Jaxon previously was diagnosed with epilepsy, autism and other problems, and the mom says she had been following the treatment plan of feeding him through his stomach feeding tube.
Two days after a visit with the doctor, investigators from the Missouri Department of Social Services’ Children’s Division and a police officer came to the Adams’ home and took Jaxon away.
“They took Jaxon away from us based upon our request for a second opinion,” Adams told Kansas City TV Station Fox 4.
Tiffany Adams told MedicalKidnap.com that the doctor became hostile to her when she said she wanted a second opinion about Jaxon’s condition. The doctor had reportedly diagnosed Jaxon with a number of psychosomatic medical problems, but Adams insists that Jaxon’s problems are real. She also thought the boy could suffer from undiagnosed mitochondrial disease.

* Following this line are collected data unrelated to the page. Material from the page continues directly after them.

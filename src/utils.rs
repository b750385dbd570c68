use crate::result::Result;
use std::fs::{self, File, FileTimes};
use std::io;
use std::path::Path;
use walkdir::{DirEntry, WalkDir};

/// Names starting with a dot are never packaged
pub fn is_hidden_name(name: &str) -> bool {
    name.starts_with('.')
}

fn is_hidden(entry: &DirEntry) -> bool {
    entry.depth() > 0 && is_hidden_name(&entry.file_name().to_string_lossy())
}

fn is_hidden_path(path: &Path) -> bool {
    path.file_name()
        .is_some_and(|name| is_hidden_name(&name.to_string_lossy()))
}

/// Copy a directory tree into `destination`, which must not exist yet.
///
/// Hidden entries are skipped at every depth; hidden directories are not
/// descended into.
pub fn copy_tree(source: &Path, destination: &Path) -> Result<()> {
    fs::create_dir(destination)?;

    let walker = WalkDir::new(source)
        .follow_links(true)
        .min_depth(1)
        .sort_by_file_name()
        .into_iter()
        .filter_entry(|e| !is_hidden(e));

    for entry in walker {
        // filter_entry only sees entries that could be read, so a broken
        // hidden link surfaces here as an error
        let entry = match entry {
            Ok(entry) => entry,
            Err(err) if err.path().is_some_and(is_hidden_path) => continue,
            Err(err) => return Err(err.into()),
        };
        let relative = entry
            .path()
            .strip_prefix(source)
            .map_err(|e| io::Error::other(e.to_string()))?;
        let target = destination.join(relative);

        if entry.file_type().is_dir() {
            fs::create_dir(&target)?;
        } else {
            log::trace!("Copying {} to {}", entry.path().display(), target.display());
            copy_file(entry.path(), &target)?;
        }
    }

    Ok(())
}

/// Copy a single file, keeping permissions and access/modification times
pub fn copy_file(source: &Path, destination: &Path) -> Result<()> {
    fs::copy(source, destination)?;

    let metadata = fs::metadata(source)?;
    let mut times = FileTimes::new().set_modified(metadata.modified()?);
    if let Ok(accessed) = metadata.accessed() {
        times = times.set_accessed(accessed);
    }

    // a read-only copy cannot be opened for writing
    match File::options().write(true).open(destination) {
        Ok(file) => file.set_times(times)?,
        Err(e) if e.kind() == io::ErrorKind::PermissionDenied => {
            File::open(destination)?.set_times(times)?
        }
        Err(e) => return Err(e.into()),
    }

    Ok(())
}

/// Move a file, falling back to copy and remove when a rename is not possible
/// (for example across filesystems). An existing destination is replaced.
pub fn move_file(source: &Path, destination: &Path) -> Result<()> {
    if let Err(e) = fs::rename(source, destination) {
        log::debug!(
            "Rename {} -> {} failed ({}), copying instead",
            source.display(),
            destination.display(),
            e
        );
        copy_file(source, destination)?;
        fs::remove_file(source)?;
    }
    Ok(())
}

/// Ensure a directory exists, creating it if necessary
pub fn ensure_dir(path: &Path) -> Result<()> {
    if !path.exists() {
        fs::create_dir_all(path)?;
    }
    Ok(())
}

A Low Standard For Taking A Child?
The doctor reportedly told the division that Jaxon was in imminent danger and needed to be removed from the family because he was not getting proper nutrition.

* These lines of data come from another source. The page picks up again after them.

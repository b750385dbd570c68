use assert_cmd::Command;
use predicates::prelude::*;
use std::fs;
use std::path::Path;

fn write(root: &Path, relative: &str, content: &str) {
    let path = root.join(relative);
    fs::create_dir_all(path.parent().unwrap()).unwrap();
    fs::write(path, content).unwrap();
}

fn mod_tree(root: &Path) {
    write(root, "README.md", "# SLAnimLoader");
    write(root, "SLAnimLoader.esp", "TES4");
    write(root, "Scripts/loader.pex", "pex");
    write(root, "SLAnims/json/pack.json", "{}");
    write(root, "Interface/translations/en.txt", "hello");
    write(root, "meta.ini", "[General]");
    write(root, ".gitignore", "*.7z");
}

fn exporter() -> Command {
    let mut cmd = Command::cargo_bin("slanim-export").unwrap();
    cmd.env_remove("SLANIM_ARCHIVER")
        .env_remove("SLANIM_ARCHIVER_TIMEOUT")
        .env_remove("RUST_LOG");
    cmd
}

#[test]
fn version_is_required() {
    exporter()
        .assert()
        .failure()
        .stderr(predicate::str::contains("--version"));
}

#[test]
fn rejects_path_like_version() {
    let src = tempfile::tempdir().unwrap();
    mod_tree(src.path());

    exporter()
        .arg("-s")
        .arg(src.path())
        .args(["-V", "../1.0"])
        .assert()
        .failure()
        .stderr(predicate::str::contains("Error: invalid version label"));
}

#[test]
fn dry_run_writes_nothing() {
    let src = tempfile::tempdir().unwrap();
    mod_tree(src.path());
    let before: Vec<_> = fs::read_dir(src.path()).unwrap().collect();

    exporter()
        .arg("-s")
        .arg(src.path())
        .args(["-V", "2.3", "--dry-run"])
        .assert()
        .success();

    let after: Vec<_> = fs::read_dir(src.path()).unwrap().collect();
    assert_eq!(before.len(), after.len());
    assert!(!src.path().join("SLAnimLoader-2.3.7z").exists());
}

#[test]
fn unmapped_entry_fails() {
    let src = tempfile::tempdir().unwrap();
    mod_tree(src.path());
    write(src.path(), "notes.txt", "todo");

    exporter()
        .arg("-s")
        .arg(src.path())
        .args(["-V", "2.3", "--dry-run"])
        .assert()
        .failure()
        .stderr(predicate::str::contains("notes.txt"));
}

#[test]
fn missing_archiver_fails() {
    let src = tempfile::tempdir().unwrap();
    mod_tree(src.path());

    exporter()
        .arg("-s")
        .arg(src.path())
        .args(["-V", "2.3", "--archiver"])
        .arg(src.path().join("no-such-7z"))
        .assert()
        .failure()
        .stderr(predicate::str::contains("Error: cannot find archiver"));

    assert!(!src.path().join("SLAnimLoader-2.3.7z").exists());
}

#[test]
fn custom_policy_file_is_used() {
    let src = tempfile::tempdir().unwrap();
    write(src.path(), "docs.md", "docs");
    let policy = tempfile::tempdir().unwrap();
    write(
        policy.path(),
        "release.toml",
        "name = \"MyMod\"\n[[entry]]\nsource = \"docs.md\"\ndestination = \"Readme.txt\"\n",
    );

    exporter()
        .arg("-s")
        .arg(src.path())
        .args(["-V", "1", "--dry-run", "--policy"])
        .arg(policy.path().join("release.toml"))
        .assert()
        .success();
}

#[cfg(unix)]
mod with_archiver {
    use super::*;
    use std::os::unix::fs::PermissionsExt;

    fn fake_archiver(dir: &Path, body: &str) -> std::path::PathBuf {
        let path = dir.join("7z");
        fs::write(&path, format!("#!/bin/sh\n{}\n", body)).unwrap();
        fs::set_permissions(&path, fs::Permissions::from_mode(0o755)).unwrap();
        path
    }

    #[test]
    fn export_writes_archive_to_output_dir() {
        let src = tempfile::tempdir().unwrap();
        mod_tree(src.path());
        let out = tempfile::tempdir().unwrap();
        let tools = tempfile::tempdir().unwrap();
        let tool = fake_archiver(tools.path(), r#"shift; out="$1"; shift; printf '%s\n' "$@" > "$out""#);

        let assert = exporter()
            .arg("-s")
            .arg(src.path())
            .arg("-o")
            .arg(out.path())
            .args(["-V", "2.3"])
            .env("SLANIM_ARCHIVER", &tool)
            .assert()
            .success();

        let archive = out.path().join("SLAnimLoader-2.3.7z");

        // the terminal UI may write to either stream
        let output = assert.get_output();
        let printed = format!(
            "{}{}",
            String::from_utf8_lossy(&output.stdout),
            String::from_utf8_lossy(&output.stderr)
        );
        assert!(
            printed.contains("Generating release archive for version 2.3"),
            "{}",
            printed
        );
        assert!(
            printed.contains(&format!("Successfully generated {}", archive.display())),
            "{}",
            printed
        );

        assert_eq!(
            fs::read_to_string(archive).unwrap(),
            "Interface\nReadme - SLAnimLoader.txt\nSLAnimLoader.esp\nSLAnims\nScripts\n"
        );
    }

    #[test]
    fn failing_archiver_reports_error() {
        let src = tempfile::tempdir().unwrap();
        mod_tree(src.path());
        let tools = tempfile::tempdir().unwrap();
        let tool = fake_archiver(tools.path(), "exit 1");

        exporter()
            .arg("-s")
            .arg(src.path())
            .args(["-V", "2.3", "--archiver"])
            .arg(&tool)
            .assert()
            .failure()
            .stderr(predicate::str::contains("Error: error creating archive"));

        assert!(!src.path().join("SLAnimLoader-2.3.7z").exists());
    }
}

Peezy Mullins, a health care attorney who is not involved with the case, told Fox 4 that doctors must have “reasonable suspicion” to turn parents in, but it is a very low standard.
“If they are seeing a sick child over and over again and have no explanation for it, except for potential neglect, they would be required if they reasonably suspected it was due to neglect or abuse, to contact the Children’s Division,” Mullins said. “And they don’t have the resources to obtain conclusive proof of whether abuse or neglect is occurring, so they have to rely on the Children’s Division to obtain that if it is occurring.”
Jaxon was taken away and not allowed to see his parents for 26 days. During that period, staff took Jaxon off of all of his medications and fed him foods he was allergic to, his parents allege. The staff later put Jaxon back on all but one of the medications.
Children’s Mercy Hospital has denied the allegations
“Our patients are our #1 priority and we are committed to doing what’s best for the health, safety, and well-being of the children and families we serve,” the hospital said in a statement. “Children’s Mercy is obligated to follow the law to report suspected child abuse to duly constituted legal authorities including the Missouri Department of Social Services and the Kansas Department for Children and Families. Every hospital must report suspected abuse. The State then investigates and, when it determines it to be appropriate, takes action to protect the child.”
The state has since cut off all visits between the parents and the boy, which were down to once a week. During their last visit, Jaxon asked for seven hugs and seven kisses – enough to last him each day until the next scheduled visit.